À la Galerie Triangle Bleu, l'artiste opère un revirement inattendu, s'appropriant subitement une couleur puissante relevant de l'art pariétal. Les aplats monochromatiques affleurent en ondulations dans un « pétillement » à la gouache qui évoque le rapport terre/élévation : « Ce qui m'intéresse, c'est la confrontation entre l'appartenance à la terre et l'effort pour s'élever, souligne Le Groumellec. Toute ma peinture se résume à cela : l'aller-retour permanent entre le haut et le bas, qui est l'une des définitions du sacré donnée par Bataille. Il est aussi possible de trouver dans la boue une dimension spirituelle, et, par ce biais, une accession au sacré. Ma problématique en peinture est ce grand tout et ce petit rien, cet extrémisme et cette naïveté. »

L'alphabet runique des Celtes griffe cette iconographie abstraite, peinture rouge orangé ou charbonnée qu'il nomme tout simplement Écriture. Ces entrelacs de courbes, ces césures et entailles figurent le monde, le pouvoir, le religieux, un renouveau en tout cas pour ce peintre de l'aventure pierreuse : « J'ai toujours revendiqué le fait de peindre ce qui « existait dans la nature », précise l'artiste. Ces signes appartiennent à la même histoire, et il existe un lieu sacré en Bretagne où les mégalithes sont totalement gravés de ces signes, couverts de cette écriture toujours indéchiffrée. »

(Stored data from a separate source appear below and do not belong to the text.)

use std::time::{Duration, Instant};

use tracing::{debug, info};

use crate::{
    accuracy::AccuracyScorer,
    classifier::{classify, TempoStatus},
    error::ConfigError,
    pid::{signed_error, PidEstimator, PidTerms},
    summary::SessionSummary,
    taps::TapLog,
    time_series::TimingPoint,
};

/// Validated tempo and length of a session.
#[derive(Debug, Clone, Copy, PartialEq)]
pub struct SessionConfig {
    bpm: f64,
    duration_secs: u64,
}

impl SessionConfig {
    pub fn new(bpm: f64, duration_secs: u64) -> Result<Self, ConfigError> {
        if !bpm.is_finite() || bpm <= 0.0 {
            return Err(ConfigError::InvalidBpm(bpm));
        }
        if duration_secs == 0 {
            return Err(ConfigError::InvalidDuration(duration_secs));
        }
        Ok(Self { bpm, duration_secs })
    }

    pub fn bpm(&self) -> f64 {
        self.bpm
    }

    pub fn duration_secs(&self) -> u64 {
        self.duration_secs
    }

    pub fn duration(&self) -> Duration {
        Duration::from_secs(self.duration_secs)
    }

    /// Milliseconds between ideal taps.
    pub fn target_interval_ms(&self) -> f64 {
        60_000.0 / self.bpm
    }
}

/// Everything produced by a single tap.
#[derive(Debug, Clone, Copy, PartialEq)]
pub struct TapOutcome {
    pub interval_ms: Option<f64>,
    pub error_ms: Option<f64>,
    pub pid: PidTerms,
    pub accuracy: Option<f64>,
    pub status: TempoStatus,
}

/// One practice run: configuration, the tap log and the analysis state
/// derived from it.
///
/// [`Session::advance`] is the only operation that moves the analysis
/// forward. The remaining accessors are pure reads and may be polled as
/// often as the display needs.
#[derive(Debug, Clone)]
pub struct Session {
    config: SessionConfig,
    taps: TapLog,
    pid: PidEstimator,
    accuracy: AccuracyScorer,
    running: bool,
    started_at: Option<Instant>,
}

impl Session {
    pub fn new(config: SessionConfig) -> Self {
        Self {
            config,
            taps: TapLog::new(),
            pid: PidEstimator::default(),
            accuracy: AccuracyScorer::new(),
            running: false,
            started_at: None,
        }
    }

    pub fn config(&self) -> SessionConfig {
        self.config
    }

    pub fn target_interval_ms(&self) -> f64 {
        self.config.target_interval_ms()
    }

    /// Change the tempo. Recorded taps were made against the old tempo, so
    /// the session is reset.
    pub fn set_target_bpm(&mut self, bpm: f64) -> Result<(), ConfigError> {
        self.config = SessionConfig::new(bpm, self.config.duration_secs)?;
        self.reset();
        Ok(())
    }

    pub fn set_duration_secs(&mut self, duration_secs: u64) -> Result<(), ConfigError> {
        self.config = SessionConfig::new(self.config.bpm, duration_secs)?;
        Ok(())
    }

    /// Discard taps, accuracy history and controller state.
    pub fn reset(&mut self) {
        self.taps.clear();
        self.pid.reset();
        self.accuracy.reset();
        self.running = false;
        self.started_at = None;
        debug!("session reset");
    }

    pub fn start(&mut self, now: Instant) {
        self.reset();
        self.running = true;
        self.started_at = Some(now);
        info!(
            bpm = self.config.bpm,
            duration_secs = self.config.duration_secs,
            "session started"
        );
    }

    /// Stop accepting taps from the front end and summarise the run.
    pub fn finish(&mut self) -> SessionSummary {
        self.running = false;
        let summary = self.summary();
        info!(
            taps = summary.tap_count,
            accuracy = summary.accuracy,
            consistency = summary.consistency,
            best_run = summary.best_run,
            "session finished"
        );
        summary
    }

    pub fn is_running(&self) -> bool {
        self.running
    }

    pub fn has_started(&self) -> bool {
        self.started_at.is_some()
    }

    pub fn started_at(&self) -> Option<Instant> {
        self.started_at
    }

    pub fn elapsed_ms(&self, now: Instant) -> Option<f64> {
        self.started_at
            .map(|start| now.saturating_duration_since(start).as_secs_f64() * 1000.0)
    }

    pub fn seconds_remaining(&self, now: Instant) -> Option<f64> {
        self.elapsed_ms(now)
            .map(|elapsed| (self.config.duration_secs as f64 - elapsed / 1000.0).max(0.0))
    }

    pub fn is_expired(&self, now: Instant) -> bool {
        self.seconds_remaining(now)
            .is_some_and(|remaining| remaining <= 0.0)
    }

    /// Record a tap at `now`, measured from the session start. A session
    /// that was never started begins with this tap.
    pub fn tap_at(&mut self, now: Instant) -> TapOutcome {
        if self.started_at.is_none() {
            self.started_at = Some(now);
            self.running = true;
        }
        let timestamp_ms = self.elapsed_ms(now).unwrap_or_default();
        self.advance(timestamp_ms)
    }

    /// Record a tap and run one step of the analysis.
    pub fn advance(&mut self, timestamp_ms: f64) -> TapOutcome {
        let target_ms = self.target_interval_ms();
        let interval_ms = self.taps.add_tap(timestamp_ms);

        let (error_ms, pid, accuracy) = match interval_ms {
            Some(interval) => {
                let error = signed_error(interval, target_ms);
                let pid = self.pid.update(error);
                let accuracy = self.accuracy.record(interval, target_ms);
                (Some(error), pid, Some(accuracy))
            }
            None => (None, self.pid.peek(), None),
        };

        let status = self.status();
        debug!(
            timestamp_ms,
            interval_ms,
            error_ms,
            p = pid.p,
            i = pid.i,
            d = pid.d,
            accuracy,
            status = %status.state,
            "tap"
        );

        TapOutcome {
            interval_ms,
            error_ms,
            pid,
            accuracy,
            status,
        }
    }

    pub fn taps(&self) -> &TapLog {
        &self.taps
    }

    pub fn last_interval(&self) -> Option<f64> {
        self.taps.last_interval()
    }

    pub fn last_error(&self) -> Option<f64> {
        self.last_interval()
            .map(|interval| signed_error(interval, self.target_interval_ms()))
    }

    /// Controller terms from the latest interval; all zero before one exists.
    pub fn pid(&self) -> PidTerms {
        self.pid.peek()
    }

    pub fn last_accuracy(&self) -> Option<f64> {
        self.accuracy.last()
    }

    pub fn running_accuracy(&self) -> Option<f64> {
        self.accuracy.running()
    }

    pub fn accuracy_history(&self) -> &[f64] {
        self.accuracy.history()
    }

    pub fn status(&self) -> TempoStatus {
        classify(
            self.taps.interval_count(),
            self.last_error().unwrap_or_default(),
            &self.pid.peek(),
            self.target_interval_ms(),
        )
    }

    pub fn summary(&self) -> SessionSummary {
        SessionSummary::from_log(&self.taps, self.target_interval_ms())
    }

    pub fn timing_points(&self) -> Vec<TimingPoint> {
        TimingPoint::from_intervals(self.taps.intervals(), self.target_interval_ms())
    }
}
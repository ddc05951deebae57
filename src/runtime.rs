use std::sync::mpsc::{self, Receiver, RecvTimeoutError};
use std::time::Duration;

use crossterm::event::{self, Event as CtEvent, KeyEvent, KeyEventKind};

/// Fine enough for the beat pulse to look in time at 240 bpm.
pub const TICK_RATE_MS: u64 = 20;

/// Unified event type consumed by the app runner
#[derive(Clone, Debug)]
pub enum TapEvent {
    Key(KeyEvent),
    Resize,
    Tick,
}

/// Source of terminal events (keyboard, resize, etc.)
pub trait TapEventSource: Send + 'static {
    /// Block for up to `timeout` waiting for an event.
    fn recv_timeout(&self, timeout: Duration) -> Result<TapEvent, RecvTimeoutError>;
}

/// Production event source: a reader thread forwarding crossterm events.
pub struct CrosstermEventSource {
    rx: Receiver<TapEvent>,
}

impl CrosstermEventSource {
    pub fn new() -> Self {
        let (tx, rx) = mpsc::channel();

        std::thread::spawn(move || loop {
            let forwarded = match event::read() {
                // key repeats count as taps, releases do not
                Ok(CtEvent::Key(key)) if key.kind != KeyEventKind::Release => {
                    tx.send(TapEvent::Key(key))
                }
                Ok(CtEvent::Resize(_, _)) => tx.send(TapEvent::Resize),
                Ok(_) => Ok(()),
                Err(_) => break,
            };
            if forwarded.is_err() {
                break;
            }
        });

        Self { rx }
    }
}

impl Default for CrosstermEventSource {
    fn default() -> Self {
        Self::new()
    }
}

impl TapEventSource for CrosstermEventSource {
    fn recv_timeout(&self, timeout: Duration) -> Result<TapEvent, RecvTimeoutError> {
        self.rx.recv_timeout(timeout)
    }
}

/// Configurable ticker interface
pub trait Ticker: Send + Sync + 'static {
    fn interval(&self) -> Duration;
}

#[derive(Clone, Copy, Debug)]
pub struct FixedTicker {
    interval: Duration,
}

impl FixedTicker {
    pub fn new(interval: Duration) -> Self {
        Self { interval }
    }
}

impl Default for FixedTicker {
    fn default() -> Self {
        Self::new(Duration::from_millis(TICK_RATE_MS))
    }
}

impl Ticker for FixedTicker {
    fn interval(&self) -> Duration {
        self.interval
    }
}

/// Channel-fed event source for tests and headless drivers
pub struct TestEventSource {
    rx: Receiver<TapEvent>,
}

impl TestEventSource {
    pub fn new(rx: Receiver<TapEvent>) -> Self {
        Self { rx }
    }
}

impl TapEventSource for TestEventSource {
    fn recv_timeout(&self, timeout: Duration) -> Result<TapEvent, RecvTimeoutError> {
        self.rx.recv_timeout(timeout)
    }
}

/// Advances the application one event or tick at a time
pub struct Runner<E: TapEventSource, T: Ticker> {
    event_source: E,
    ticker: T,
}

impl<E: TapEventSource, T: Ticker> Runner<E, T> {
    pub fn new(event_source: E, ticker: T) -> Self {
        Self {
            event_source,
            ticker,
        }
    }

    /// Blocks up to one tick interval; a timeout or closed source is a Tick.
    pub fn step(&self) -> TapEvent {
        match self.event_source.recv_timeout(self.ticker.interval()) {
            Ok(ev) => ev,
            Err(RecvTimeoutError::Timeout) | Err(RecvTimeoutError::Disconnected) => TapEvent::Tick,
        }
    }
}

#[cfg(test)]
mod tests {
    use super::*;
    use crossterm::event::{KeyCode, KeyModifiers};

    #[test]
    fn step_returns_tick_on_timeout() {
        let (_tx, rx) = mpsc::channel();
        let runner = Runner::new(
            TestEventSource::new(rx),
            FixedTicker::new(Duration::from_millis(1)),
        );

        assert!(matches!(runner.step(), TapEvent::Tick));
    }

    #[test]
    fn step_returns_tick_when_source_closes() {
        let (tx, rx) = mpsc::channel::<TapEvent>();
        drop(tx);
        let runner = Runner::new(TestEventSource::new(rx), FixedTicker::default());

        assert!(matches!(runner.step(), TapEvent::Tick));
    }

    #[test]
    fn step_passes_through_events() {
        let (tx, rx) = mpsc::channel();
        tx.send(TapEvent::Key(KeyEvent::new(
            KeyCode::Char(' '),
            KeyModifiers::NONE,
        )))
        .unwrap();
        tx.send(TapEvent::Resize).unwrap();
        let runner = Runner::new(
            TestEventSource::new(rx),
            FixedTicker::new(Duration::from_millis(10)),
        );

        match runner.step() {
            TapEvent::Key(key) => assert_eq!(key.code, KeyCode::Char(' ')),
            other => panic!("expected key event, got {other:?}"),
        }
        assert!(matches!(runner.step(), TapEvent::Resize));
    }

    #[test]
    fn default_ticker_uses_tick_rate() {
        assert_eq!(
            FixedTicker::default().interval(),
            Duration::from_millis(TICK_RATE_MS)
        );
    }
}
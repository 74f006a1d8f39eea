//! Config load validation tests for contract-graph-config.
// crates/contract-graph-config/tests/load_validation.rs
// =============================================================================
// Module: Config Load Validation Tests
// Description: Validate config loading guards (path, size, encoding).
// Purpose: Ensure config input handling is strict and fail-closed.
// =============================================================================

use std::io::Write;
use std::path::Path;

use contract_graph_config::ConfigError;
use contract_graph_config::ContractGraphConfig;
use tempfile::NamedTempFile;

type TestResult = Result<(), String>;

fn assert_invalid(result: Result<ContractGraphConfig, ConfigError>, needle: &str) -> TestResult {
    match result {
        Err(error) => {
            let message = error.to_string();
            if message.contains(needle) {
                Ok(())
            } else {
                Err(format!("error {message} did not contain {needle}"))
            }
        }
        Ok(_) => Err("expected invalid config load".to_string()),
    }
}

fn write_config(contents: &str) -> Result<NamedTempFile, String> {
    let mut file = NamedTempFile::new().map_err(|err| err.to_string())?;
    file.write_all(contents.as_bytes()).map_err(|err| err.to_string())?;
    Ok(file)
}

#[test]
fn load_rejects_path_too_long() -> TestResult {
    let long_path = "a".repeat(5_000);
    let path = Path::new(&long_path);
    assert_invalid(ContractGraphConfig::load(Some(path)), "config path exceeds max length")?;
    Ok(())
}

#[test]
fn load_rejects_path_component_too_long() -> TestResult {
    let long_component = "a".repeat(300);
    let path = Path::new(&long_component);
    assert_invalid(ContractGraphConfig::load(Some(path)), "config path component too long")?;
    Ok(())
}

#[test]
fn load_rejects_missing_explicit_file() -> TestResult {
    let dir = tempfile::tempdir().map_err(|err| err.to_string())?;
    let path = dir.path().join("absent.toml");
    assert_invalid(ContractGraphConfig::load(Some(&path)), "config io error")?;
    Ok(())
}

#[test]
fn load_rejects_oversized_file() -> TestResult {
    let mut file = NamedTempFile::new().map_err(|err| err.to_string())?;
    let payload = vec![b'a'; 1_048_577];
    file.write_all(&payload).map_err(|err| err.to_string())?;
    assert_invalid(ContractGraphConfig::load(Some(file.path())), "config file exceeds size limit")?;
    Ok(())
}

#[test]
fn load_rejects_non_utf8_file() -> TestResult {
    let mut file = NamedTempFile::new().map_err(|err| err.to_string())?;
    file.write_all(&[0xFF, 0xFE, 0xFF]).map_err(|err| err.to_string())?;
    assert_invalid(ContractGraphConfig::load(Some(file.path())), "config file must be utf-8")?;
    Ok(())
}

#[test]
fn load_rejects_unknown_sections() -> TestResult {
    let file = write_config("[server]\nbind = \"127.0.0.1:0\"\n")?;
    assert_invalid(ContractGraphConfig::load(Some(file.path())), "config parse error")?;
    Ok(())
}

#[test]
fn load_reads_all_sections() -> TestResult {
    let file = write_config(
        r#"
[registry]
root = "defs"
extensions = ["yaml"]
max_file_bytes = 4096
max_files = 10

[graph]
path = "state/graph.json"

[validation]
schema = false

[audit]
enabled = true
path = "audit.jsonl"
"#,
    )?;
    let config = ContractGraphConfig::load(Some(file.path())).map_err(|err| err.to_string())?;
    if config.registry.root != "defs" || config.registry.extensions != vec!["yaml".to_string()] {
        return Err("registry paths not applied".to_string());
    }
    if config.registry.max_file_bytes != 4096 || config.registry.max_files != 10 {
        return Err("registry limits not applied".to_string());
    }
    if config.graph.path != "state/graph.json" {
        return Err("graph path not applied".to_string());
    }
    if config.validation.schema || !config.validation.structural {
        return Err("validation toggles not applied".to_string());
    }
    if !config.audit.enabled || config.audit.path.as_deref() != Some("audit.jsonl") {
        return Err("audit config not applied".to_string());
    }
    Ok(())
}

#[test]
fn empty_file_uses_defaults() -> TestResult {
    let file = write_config("")?;
    let config = ContractGraphConfig::load(Some(file.path())).map_err(|err| err.to_string())?;
    if config != ContractGraphConfig::default() {
        return Err("empty config should equal defaults".to_string());
    }
    Ok(())
}
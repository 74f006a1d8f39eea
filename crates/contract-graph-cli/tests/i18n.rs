// crates/contract-graph-cli/tests/i18n.rs
// ============================================================================
// Module: CLI i18n Tests
// Description: Exercises the translation catalog and placeholder substitution.
// Purpose: Ensure CLI user-facing strings route through stable i18n helpers.
// Dependencies: contract-graph-cli i18n module and the `t!` macro.
// ============================================================================

//! ## Overview
//! Validates the contract graph CLI i18n catalog behavior:
//! - Message arguments capture key/value substitutions.
//! - Translation falls back to keys on misses.
//! - The [`t!`](contract_graph_cli::t) macro formats placeholders correctly.

#![allow(
    clippy::panic,
    clippy::print_stdout,
    clippy::print_stderr,
    clippy::unwrap_used,
    clippy::expect_used,
    clippy::use_debug,
    clippy::dbg_macro,
    clippy::panic_in_result_fn,
    clippy::unwrap_in_result,
    reason = "Test-only output and panic-based assertions are permitted."
)]

// ============================================================================
// SECTION: Imports
// ============================================================================

use contract_graph_cli::i18n::MessageArg;
use contract_graph_cli::i18n::translate;
use contract_graph_cli::t;

// ============================================================================
// SECTION: Tests
// ============================================================================

/// Confirms message arguments capture key/value pairs.
#[test]
fn message_arg_new_captures_key_and_value() {
    let arg = MessageArg::new("path", "/contracts/billing.yml");
    assert_eq!(arg.key, "path");
    assert_eq!(arg.value, "/contracts/billing.yml");
}

/// Confirms catalog entries resolve and replace placeholders.
#[test]
fn translate_substitutes_placeholders() {
    let args = vec![MessageArg::new("invalid", "1"), MessageArg::new("count", "4")];
    let result = translate("validate.failed", args);
    assert_eq!(result, "1 of 4 contract file(s) failed validation.");
}

/// Confirms missing keys fall back to the key string.
#[test]
fn translate_falls_back_to_key() {
    let result = translate("missing.key", Vec::new());
    assert_eq!(result, "missing.key");
}

/// Confirms the t! macro formats named arguments of any displayable type.
#[test]
fn t_macro_formats_message() {
    let rendered = t!("main.version", version = "0.1.0");
    assert_eq!(rendered, "contract-graph 0.1.0");
    let count = t!("apply.confirm_required", count = 3_usize);
    assert!(count.starts_with("3 change(s) pending"));
}
// crates/contract-graph-registry/src/lib.rs
// ============================================================================
// Module: Contract Graph Registry
// Description: Filesystem-backed contract registry, schema validation, and graph file.
// Purpose: Connect the reconciliation core to contracts and graphs stored on disk.
// Dependencies: contract-graph-core, jsonschema, serde_json, serde_yaml
// ============================================================================

//! ## Overview
//! This crate provides the on-disk collaborators used by local workflows:
//! - [`DirectoryContractRegistry`] walks a directory of YAML or JSON contracts.
//! - [`SchemaContractValidator`] checks raw documents against [`contract_schema`].
//! - [`FileGraphStore`] persists the applied graph as a single JSON file.
//!
//! Inputs are untrusted: reads are size-bounded, the walk is count-bounded,
//! and any failure to reach a source is an error rather than an empty result.

// ============================================================================
// SECTION: Modules
// ============================================================================

pub mod graph_file;
pub mod registry;
pub mod schema;
pub mod validator;

// ============================================================================
// SECTION: Re-Exports
// ============================================================================

pub use graph_file::FileGraphStore;
pub use registry::ContractDocument;
pub use registry::DEFAULT_EXTENSIONS;
pub use registry::DirectoryContractRegistry;
pub use registry::DocumentBody;
pub use registry::LoadError;
pub use registry::RegistryLimits;
pub use schema::contract_schema;
pub use validator::SchemaContractValidator;
pub use validator::SchemaError;
pub use validator::validate_documents;
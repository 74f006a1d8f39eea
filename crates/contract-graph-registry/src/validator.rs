// crates/contract-graph-registry/src/validator.rs
// ============================================================================
// Module: Schema Contract Validator
// Description: JSON Schema validation for raw and typed contract documents.
// Purpose: Report every schema violation with its location inside the document.
// Dependencies: contract-graph-core, jsonschema, serde_json
// ============================================================================

//! ## Overview
//! [`SchemaContractValidator`] compiles [`contract_schema`] once and reports
//! each violation as a [`ValidationIssue`] whose path uses the same
//! `parts[1].id` notation as the structural checks.
//!
//! [`validate_documents`] drives validation over raw registry documents so
//! that files which fail to parse still produce an invalid outcome instead of
//! aborting the run.

// ============================================================================
// SECTION: Imports
// ============================================================================

use contract_graph_core::ContractFile;
use contract_graph_core::ContractValidator;
use contract_graph_core::ValidationIssue;
use contract_graph_core::ValidationOutcome;
use contract_graph_core::ValidationSummary;
use jsonschema::Draft;
use jsonschema::Validator;
use serde_json::Value;
use thiserror::Error;

use crate::registry::ContractDocument;
use crate::registry::DocumentBody;
use crate::schema::contract_schema;

// ============================================================================
// SECTION: Errors
// ============================================================================

/// Schema setup errors.
#[derive(Debug, Error)]
pub enum SchemaError {
    /// The contract schema failed to compile.
    #[error("contract schema failed to compile: {0}")]
    Compile(String),
}

// ============================================================================
// SECTION: Validator
// ============================================================================

/// Validates contract documents against the contract JSON Schema.
pub struct SchemaContractValidator {
    /// Compiled schema validator.
    validator: Validator,
}

impl SchemaContractValidator {
    /// Compiles the contract schema.
    ///
    /// # Errors
    ///
    /// Returns [`SchemaError::Compile`] when the schema is rejected.
    pub fn new() -> Result<Self, SchemaError> {
        let validator = jsonschema::options()
            .with_draft(Draft::Draft202012)
            .build(&contract_schema())
            .map_err(|err| SchemaError::Compile(err.to_string()))?;
        Ok(Self {
            validator,
        })
    }

    /// Returns every schema violation found in `document`.
    #[must_use]
    pub fn check(&self, document: &Value) -> Vec<ValidationIssue> {
        self.validator
            .iter_errors(document)
            .map(|err| {
                let path = pointer_to_path(&err.instance_path().to_string());
                ValidationIssue::new(path, err.to_string())
            })
            .collect()
    }

    /// Validates a raw registry document.
    #[must_use]
    pub fn validate_document(&self, document: &ContractDocument) -> ValidationOutcome {
        let errors = match &document.body {
            DocumentBody::Parsed(value) => self.check(value),
            DocumentBody::Malformed(error) => vec![ValidationIssue::new("", error.clone())],
        };
        outcome_for(document, errors)
    }
}

impl ContractValidator for SchemaContractValidator {
    fn validate_file(&self, file: &ContractFile) -> ValidationOutcome {
        let errors = match serde_json::to_value(&file.content) {
            Ok(value) => self.check(&value),
            Err(err) => vec![ValidationIssue::new("", err.to_string())],
        };
        ValidationOutcome::from_issues(file, errors)
    }
}

// ============================================================================
// SECTION: Document Validation
// ============================================================================

/// Validates raw registry documents, one outcome per document in input order.
///
/// Each document is checked against the schema when `schema` is set. A
/// document that passes is converted to a typed contract and handed to
/// `content`; content checks never run on documents that already failed.
#[must_use]
pub fn validate_documents<V>(
    documents: &[ContractDocument],
    schema: Option<&SchemaContractValidator>,
    content: &V,
) -> ValidationSummary
where
    V: ContractValidator + ?Sized,
{
    let outcomes = documents
        .iter()
        .map(|document| {
            let schema_errors = match (&document.body, schema) {
                (DocumentBody::Malformed(error), _) => {
                    vec![ValidationIssue::new("", error.clone())]
                }
                (DocumentBody::Parsed(value), Some(schema)) => schema.check(value),
                (DocumentBody::Parsed(_), None) => Vec::new(),
            };
            if !schema_errors.is_empty() {
                return outcome_for(document, schema_errors);
            }
            match document.to_contract() {
                Ok(file) => content.validate_file(&file),
                Err(err) => outcome_for(document, vec![ValidationIssue::new("", err.to_string())]),
            }
        })
        .collect();
    ValidationSummary::aggregate(outcomes)
}

// ============================================================================
// SECTION: Helpers
// ============================================================================

/// Builds an outcome for a raw document.
fn outcome_for(document: &ContractDocument, errors: Vec<ValidationIssue>) -> ValidationOutcome {
    ValidationOutcome {
        file_name: document.file_name.clone(),
        file_path: document.file_path.clone(),
        valid: errors.is_empty(),
        errors,
    }
}

/// Converts a JSON pointer such as `/parts/1/id` into `parts[1].id`.
fn pointer_to_path(pointer: &str) -> String {
    let mut path = String::new();
    for segment in pointer.split('/').skip(1) {
        let segment = segment.replace("~1", "/").replace("~0", "~");
        if !segment.is_empty() && segment.bytes().all(|byte| byte.is_ascii_digit()) {
            path.push('[');
            path.push_str(&segment);
            path.push(']');
        } else {
            if !path.is_empty() {
                path.push('.');
            }
            path.push_str(&segment);
        }
    }
    path
}

// ============================================================================
// SECTION: Tests
// ============================================================================

#[cfg(test)]
mod tests {
    use super::pointer_to_path;

    #[test]
    fn pointer_paths_use_index_notation() {
        assert_eq!(pointer_to_path(""), "");
        assert_eq!(pointer_to_path("/id"), "id");
        assert_eq!(pointer_to_path("/parts/1/id"), "parts[1].id");
        assert_eq!(
            pointer_to_path("/dependencies/0/parts/2/part_id"),
            "dependencies[0].parts[2].part_id"
        );
        assert_eq!(pointer_to_path("/a~1b"), "a/b");
    }
}
// ============================================================================
// SECTION: CLI Types
// ============================================================================

/// Top-level CLI definition.
#[derive(Parser, Debug)]
#[command(name = "contract-graph", disable_help_subcommand = true, disable_version_flag = true)]
struct Cli {
    /// Print version information and exit.
    #[arg(long = "version", action = ArgAction::SetTrue, global = true)]
    show_version: bool,
    /// Preferred output language (overrides `CONTRACT_GRAPH_LANG`).
    #[arg(long, value_enum, value_name = "LANG", global = true)]
    lang: Option<LangArg>,
    /// Config file path (defaults to `CONTRACT_GRAPH_CONFIG` or contract-graph.toml).
    #[arg(long, value_name = "PATH", global = true)]
    config: Option<PathBuf>,
    /// Selected subcommand to execute.
    #[command(subcommand)]
    command: Option<Commands>,
}

/// Supported CLI subcommands.
#[derive(Subcommand, Debug)]
enum Commands {
    /// List contracts that differ from the applied graph.
    Diff,
    /// Show the part-level dependency view of an applied module.
    Relations(RelationsCommand),
    /// Show the applied detail of a module.
    Module(ModuleCommand),
    /// Validate every contract file in the registry.
    Validate,
    /// Commit pending contract changes to the graph.
    Apply(ApplyCommand),
    /// Report dependency references the applied graph cannot resolve.
    AuditRelations,
    /// Configuration utilities.
    Config {
        /// Selected config subcommand.
        #[command(subcommand)]
        command: ConfigCommand,
    },
}

/// Arguments for the relations command.
#[derive(Args, Debug)]
struct RelationsCommand {
    /// Module identifier.
    #[arg(value_name = "MODULE_ID")]
    module_id: String,
}

/// Arguments for the module command.
#[derive(Args, Debug)]
struct ModuleCommand {
    /// Module identifier.
    #[arg(value_name = "MODULE_ID", required_unless_present = "path", conflicts_with = "path")]
    module_id: Option<String>,
    /// Registry path of the contract file the module was applied from.
    #[arg(long, value_name = "FILE_PATH")]
    path: Option<String>,
}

Dans un jeu de chassés-croisés, ces signes deviennent la préoccupation première, écartant les figures de croix, maisons et mégalithes. C'est un continuum pleinement inscrit dans l'art pictural puisqu'il se réfère encore au minimalisme, au monochrome, à une forme de radicalisme qui induit une méfiance par rapport à l'acte de voir.

Enceinte imperceptible, des traits au crayon enchâssent cette écriture-signe archaïque qui pourrait évoquer à l'infini des phénomènes naturels ou tout autre symbole producteur de sacré.

Peindre, un acte spirituel

« Ces écritures me permettent d'ouvrir un champ sur une évidente abstraction, poursuit Loïc Le Groumellec, mais également de réaffirmer ce que je revendique depuis près de trente ans : la dimension spirituelle de l'acte de peindre et le fait de peindre le sacré par l'intermédiaire des mégalithes, et de ces écritures. Je crois en effet que le monochrome, est par définition, une production physique du sacré. »

Nimbés d'un profond et fascinant mystère, trois triptyques monumentaux complètent cet ensemble d'œuvres tout à fait inédites.

De nouveau, l'ombre du mégalithe émerge comme un phare planté dans une mer boueuse et houleuse, impliquant cette « notion de volume, de position de la pensée dans l'espace », aspect fondamental pour l'artiste qui ne cesse de revenir à la forme sculpturale ascensionnelle par le biais de la peinture.